Маазель, хоть он и имел вольность сравнивать себя с Малером, особых чувств к своему предшественнику не питал. Он жил через улицу от кладбища, на котором покоится Малер, однако могилу его посетить не удосужился, — пока лорд Сноудон не предложил ему сфотографироваться рядом с ней. Венский филармонический поддерживал Маазеля в сражениях с оперным театром, но лишь до того момента, когда позиция его стала для обороны невыгодной, после чего находчиво переметнулся на сторону противника. Оркестр тоже не питал к бывшему директору никаких сентиментальных чувств.
В свои последние венские месяцы Маазель говорил о том, что хочет надолго отойти от дирижерства. «Сейчас я нуждаюсь в том, чтобы проводить побольше времени с моими детьми, написать пару книг и, может быть, кое-какую музыку, забраться на гору в Кашмире — сделать то, что я хочу сделать, пока не стал слишком стар для этого». Но уже через несколько дней после отставки, он сидел на телефоне, обзванивая оркестры, с которыми желал бы выступить. И в следующие два года дал в обоих полушариях больше 250 концертов, редко проводя на одном месте хотя бы неделю. В Лондоне Маазель исполнил все девять симфоний Бетховена за один день — сменив три оркестра и выходя на дирижерское место во фраке и в спортивных туфлях. «Это должно было стать проверкой моей теории, — сказал он, — насчет того, что дирижирование есть, помимо прочего, еще и вид спорта. Чтобы дирижировать, нужно обладать физической выносливостью. И если вам не удается сберегать силы во время концерта, значит вы неправильно выбрали профессию».
Он работал «на полставки» с Национальным оркестром Франции, отказался занять вакансию, открывшуюся в «Ла Скала», однако вернуться в какой-либо из лучших оркестров Америки не смог — десятилетие, проведенное им в Кливленде, говорило не в его пользу.
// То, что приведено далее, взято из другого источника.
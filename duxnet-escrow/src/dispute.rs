//! C7 — Dispute Resolver.
//!
//! Opens, accumulates evidence for, and terminates disputes, driving
//! the escrow's terminal state but never touching its rows directly
//! (everything goes through [`EscrowEngine`]).

use crate::escrow::{EscrowEngine, EscrowStatus};
use duxnet_core::{now, DisputeId, DuxError, DuxEvent, DuxResult, EscrowId, EventBus, Money, Timestamp, WalletId};
use parking_lot::RwLock;
use serde::{Deserialize, Serialize};
use std::collections::{HashMap, HashSet};
use std::sync::Arc;
use uuid::Uuid;

#[derive(Debug, Clone, Copy, PartialEq, Eq, Serialize, Deserialize)]
pub enum DisputeStatus {
    Open,
    UnderReview,
    Resolved,
    Rejected,
}

#[derive(Debug, Clone, Serialize, Deserialize)]
pub struct Dispute {
    pub dispute_id: DisputeId,
    pub escrow_id: EscrowId,
    pub status: DisputeStatus,
    pub reason: String,
    pub evidence: HashMap<WalletId, String>,
    pub initiator_wallet_id: WalletId,
    pub respondent_wallet_id: WalletId,
    pub resolution: Option<String>,
    pub created_at: Timestamp,
    pub resolved_at: Option<Timestamp>,
}

pub enum Winner {
    Payer,
    Provider,
    Split { refund_amount: Money },
}

pub struct DisputeResolver {
    disputes: RwLock<HashMap<DisputeId, Dispute>>,
    escrow_engine: Arc<EscrowEngine>,
    events: Arc<dyn EventBus>,
}

impl DisputeResolver {
    pub fn new(escrow_engine: Arc<EscrowEngine>, events: Arc<dyn EventBus>) -> Self {
        Self {
            disputes: RwLock::new(HashMap::new()),
            escrow_engine,
            events,
        }
    }

    pub fn get(&self, dispute_id: DisputeId) -> DuxResult<Dispute> {
        self.disputes
            .read()
            .get(&dispute_id)
            .cloned()
            .ok_or_else(|| DuxError::validation("unknown dispute_id"))
    }

    /// Opens a dispute on an `active` or `released` escrow. The
    /// initiator must be the escrow's payer or provider; the
    /// respondent is derived as the other party.
    pub fn create_dispute(
        &self,
        escrow_id: EscrowId,
        initiator_wallet_id: WalletId,
        reason: String,
        evidence: Option<String>,
    ) -> DuxResult<Dispute> {
        let escrow = self.escrow_engine.get(escrow_id)?;
        if !matches!(escrow.status, EscrowStatus::Active | EscrowStatus::Released) {
            return Err(DuxError::state("escrow is not eligible for dispute"));
        }

        let respondent_wallet_id = if initiator_wallet_id == escrow.payer_wallet_id {
            escrow.provider_wallet_id
        } else if initiator_wallet_id == escrow.provider_wallet_id {
            escrow.payer_wallet_id
        } else {
            return Err(DuxError::validation("initiator is not a party to this escrow"));
        };

        let mut evidence_map = HashMap::new();
        if let Some(e) = evidence {
            evidence_map.insert(initiator_wallet_id, e);
        }

        let dispute = Dispute {
            dispute_id: Uuid::new_v4(),
            escrow_id,
            status: DisputeStatus::Open,
            reason,
            evidence: evidence_map,
            initiator_wallet_id,
            respondent_wallet_id,
            resolution: None,
            created_at: now(),
            resolved_at: None,
        };

        self.escrow_engine.mark_disputed(escrow_id, dispute.dispute_id)?;
        self.disputes.write().insert(dispute.dispute_id, dispute.clone());
        self.events.publish(DuxEvent::DisputeOpened {
            dispute_id: dispute.dispute_id,
            escrow_id,
            ts: now(),
        });
        Ok(dispute)
    }

    /// Appends (overwriting) one evidence slot per involved wallet.
    pub fn add_evidence(&self, dispute_id: DisputeId, wallet_id: WalletId, evidence: String) -> DuxResult<()> {
        let mut disputes = self.disputes.write();
        let dispute = disputes
            .get_mut(&dispute_id)
            .ok_or_else(|| DuxError::validation("unknown dispute_id"))?;
        if dispute.status != DisputeStatus::Open {
            return Err(DuxError::state("dispute is not open for evidence"));
        }
        let parties: HashSet<WalletId> = [dispute.initiator_wallet_id, dispute.respondent_wallet_id].into();
        if !parties.contains(&wallet_id) {
            return Err(DuxError::validation("wallet is not a party to this dispute"));
        }
        dispute.evidence.insert(wallet_id, evidence);
        Ok(())
    }

    /// Resolves the dispute, driving the escrow to its terminal state
    /// per the selected winner, and marks the dispute `resolved`.
    pub async fn resolve_dispute(
        &self,
        dispute_id: DisputeId,
        resolution: String,
        winner: Winner,
        release_args: Option<(String, String, i64, i64)>,
    ) -> DuxResult<Dispute> {
        let escrow_id = {
            let disputes = self.disputes.read();
            let dispute = disputes.get(&dispute_id).ok_or_else(|| DuxError::validation("unknown dispute_id"))?;
            if dispute.status != DisputeStatus::Open {
                return Err(DuxError::state("dispute already terminated"));
            }
            dispute.escrow_id
        };

        match winner {
            Winner::Payer => {
                self.escrow_engine.refund_to_resolved(escrow_id, "dispute resolved in favor of payer".into()).await?;
            }
            Winner::Provider => {
                let (result_hash, signature, timestamp, now_ts) = release_args
                    .ok_or_else(|| DuxError::validation("provider win requires a stored result_hash/signature"))?;
                self.escrow_engine
                    .release_to_resolved(escrow_id, result_hash, signature, timestamp, now_ts)
                    .await?;
            }
            Winner::Split { refund_amount } => {
                self.escrow_engine.split_resolve(escrow_id, refund_amount).await?;
            }
        }

        let resolved = {
            let mut disputes = self.disputes.write();
            let dispute = disputes.get_mut(&dispute_id).expect("checked above");
            dispute.status = DisputeStatus::Resolved;
            dispute.resolution = Some(resolution);
            dispute.resolved_at = Some(now());
            dispute.clone()
        };
        self.events.publish(DuxEvent::DisputeResolved {
            dispute_id,
            escrow_id,
            ts: now(),
        });
        Ok(resolved)
    }

    /// Returns the escrow to `active` without terminating the dispute's
    /// underlying conflict in the caller's favor.
    pub fn reject_dispute(&self, dispute_id: DisputeId) -> DuxResult<Dispute> {
        let mut disputes = self.disputes.write();
        let dispute = disputes.get_mut(&dispute_id).ok_or_else(|| DuxError::validation("unknown dispute_id"))?;
        if dispute.status != DisputeStatus::Open {
            return Err(DuxError::state("dispute already terminated"));
        }
        self.escrow_engine.mark_active(dispute.escrow_id)?;
        dispute.status = DisputeStatus::Rejected;
        dispute.resolved_at = Some(now());
        Ok(dispute.clone())
    }
}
Только очень умелый дирижер мог довести до такого развала блестящий инструмент Джорджа Сэлла, теперь старательно восстанавливавшийся Кристофом фон Донаньи. В конце концов, Маазель возвратился в Питсбург, закопченный город, в котором он вырос и в котором по-прежнему жили его родители, — отец снимался в фильмах второго разбора, мать преподавала музыку. Маазель выступал с местным оркестром в пору, когда им руководил Фриц Райнер, «неприятный, напыщенный человек», а теперь унаследовал его от неаккуратного Андре Превена. То было «своего рода возвращение на старые позиции», — потребовалось четыре года уговоров, чтобы Маазель принял пост музыкального директора оркестра. «Председатель правления как-то пришел ко мне и сказал: „В чем дело? Вам здесь не нравится? Вы не хотите почаще видеться с родителями? Мы вам не по душе?“ — и я понял, что причин для отказа у меня нет, — не считая той, что мне просто не хотелось снова браться за работу».
Что не совсем верно. Одна работа, за которую Маазель взялся бы с охотой, насест, с которого он мог бы счастливо кукарекать, обращаясь в сторону Вены, все же существовал. Дни Герберта фон Караяна в музыкальной столице мира, в Берлине, подходили к концу, и Маазель вознамерился унаследовать от него Филармонический. Опираясь на основательный перечень записей, сделанных им в Берлине, он завязал связи с бизнес-менеджерами оркестра и уговаривал «Си-Би-Эс», принадлежавшую теперь японцам, оттеснить «ДГ» и заключить с оркестром эксклюзивный контракт на записи. Когда Караян умер, Маазель проникся такой уверенностью в своем успехе, что его помощники склонили «Нью-Йорк Таймс» напечатать в день выборов дирижера посвященный Маазелю биографический очерк и факсом разослали по мировым агентствам печати приглашения на пресс-конференцию, которую он намеревался дать в Берлине на следующий после выборов день. Чего он никак не ожидал, так это того, что имя его даже не будет рассматриваться коллегией выборщиков. «Беда Лорина, — объяснил один из оркестрантов, — в том, что на репетициях он выглядит фантастически, а ко времени концерта ему уже становится скучно».
Маазель отреагировал на случившееся раздраженно. Он разослал всем членам Берлинского филармонического по письму, в котором объявлял о немедленном прекращении любой дальнейшей работы с ними. На мучительной для него пресс-конференции Маазель, только что возвратившийся с питсбуржцами из гастрольной поездки в Россию, заявил, что собирается полностью посвятить себя «городу Питсбургу и его великолепному оркестру». Цену этой преданности составляло, по общему мнению, жалование в миллион долларов, первая семизначная цифра в истории дирижерства.